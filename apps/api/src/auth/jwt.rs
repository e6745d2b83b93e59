// Workspace-scoped bearer tokens
// Tokens are issued by the identity service; this crate verifies them and
// mints short-lived ones for local tooling and tests.

use chrono::{Duration, Utc};
use jsonwebtoken::{decode, encode, errors::ErrorKind, DecodingKey, EncodingKey, Header, Validation};
use serde::{Deserialize, Serialize};
use thiserror::Error;
use uuid::Uuid;

/// Lifetime of tokens minted by [`create_token`]
pub const TOKEN_TTL_HOURS: i64 = 8;

/// Claims carried by every caller token
#[derive(Debug, Serialize, Deserialize, Clone)]
pub struct Claims {
    /// Acting user
    pub sub: Uuid,
    /// Tenant every request is scoped to
    pub workspace_id: Uuid,
    /// Expiry (seconds since epoch)
    pub exp: usize,
}

#[derive(Debug, Error)]
pub enum TokenError {
    #[error("token has expired")]
    Expired,

    #[error("{0}")]
    Invalid(String),
}

/// Mints a token for `user_id` acting in `workspace_id`
///
/// # Example
/// ```
/// use ghostpirates_orchestrator::auth::jwt::{create_token, verify_token};
/// use uuid::Uuid;
///
/// let (user_id, workspace_id) = (Uuid::new_v4(), Uuid::new_v4());
/// let token = create_token(user_id, workspace_id, "your-secret-key").expect("valid token");
///
/// let claims = verify_token(&token, "your-secret-key").expect("valid token");
/// assert_eq!(claims.workspace_id, workspace_id);
/// ```
pub fn create_token(user_id: Uuid, workspace_id: Uuid, secret: &str) -> Result<String, TokenError> {
    let claims = Claims {
        sub: user_id,
        workspace_id,
        exp: (Utc::now() + Duration::hours(TOKEN_TTL_HOURS)).timestamp() as usize,
    };

    encode(&Header::default(), &claims, &EncodingKey::from_secret(secret.as_ref()))
        .map_err(|e| TokenError::Invalid(e.to_string()))
}

/// Checks the signature and expiry of a bearer token
pub fn verify_token(token: &str, secret: &str) -> Result<Claims, TokenError> {
    decode::<Claims>(token, &DecodingKey::from_secret(secret.as_ref()), &Validation::default())
        .map(|data| data.claims)
        .map_err(|e| match e.kind() {
            ErrorKind::ExpiredSignature => TokenError::Expired,
            _ => TokenError::Invalid(e.to_string()),
        })
}

#[cfg(test)]
mod tests {
    use super::*;

    const TEST_SECRET: &str = "test-secret-key-for-unit-tests";

    #[test]
    fn token_carries_user_and_workspace() {
        let (user_id, workspace_id) = (Uuid::new_v4(), Uuid::new_v4());
        let token = create_token(user_id, workspace_id, TEST_SECRET).expect("valid token");

        let claims = verify_token(&token, TEST_SECRET).expect("valid verification");
        assert_eq!(claims.sub, user_id);
        assert_eq!(claims.workspace_id, workspace_id);

        let in_ttl = (Utc::now() + Duration::hours(TOKEN_TTL_HOURS)).timestamp();
        assert!(claims.exp as i64 > Utc::now().timestamp());
        assert!(claims.exp as i64 <= in_ttl + 10);
    }

    #[test]
    fn wrong_secret_is_invalid() {
        let token = create_token(Uuid::new_v4(), Uuid::new_v4(), TEST_SECRET).expect("valid token");

        assert!(matches!(verify_token(&token, "wrong-secret"), Err(TokenError::Invalid(_))));
        assert!(matches!(verify_token("invalid.token.string", TEST_SECRET), Err(TokenError::Invalid(_))));
    }

    #[test]
    fn expired_token_is_reported_as_such() {
        let claims = Claims {
            sub: Uuid::new_v4(),
            workspace_id: Uuid::new_v4(),
            exp: (Utc::now() - Duration::hours(1)).timestamp() as usize,
        };
        let token = encode(&Header::default(), &claims, &EncodingKey::from_secret(TEST_SECRET.as_ref())).unwrap();

        assert!(matches!(verify_token(&token, TEST_SECRET), Err(TokenError::Expired)));
    }
}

========

WORK TASK: Lines with "derive" in the listing above: state how many there are, and nothing else.

RESPONSE BOX: 2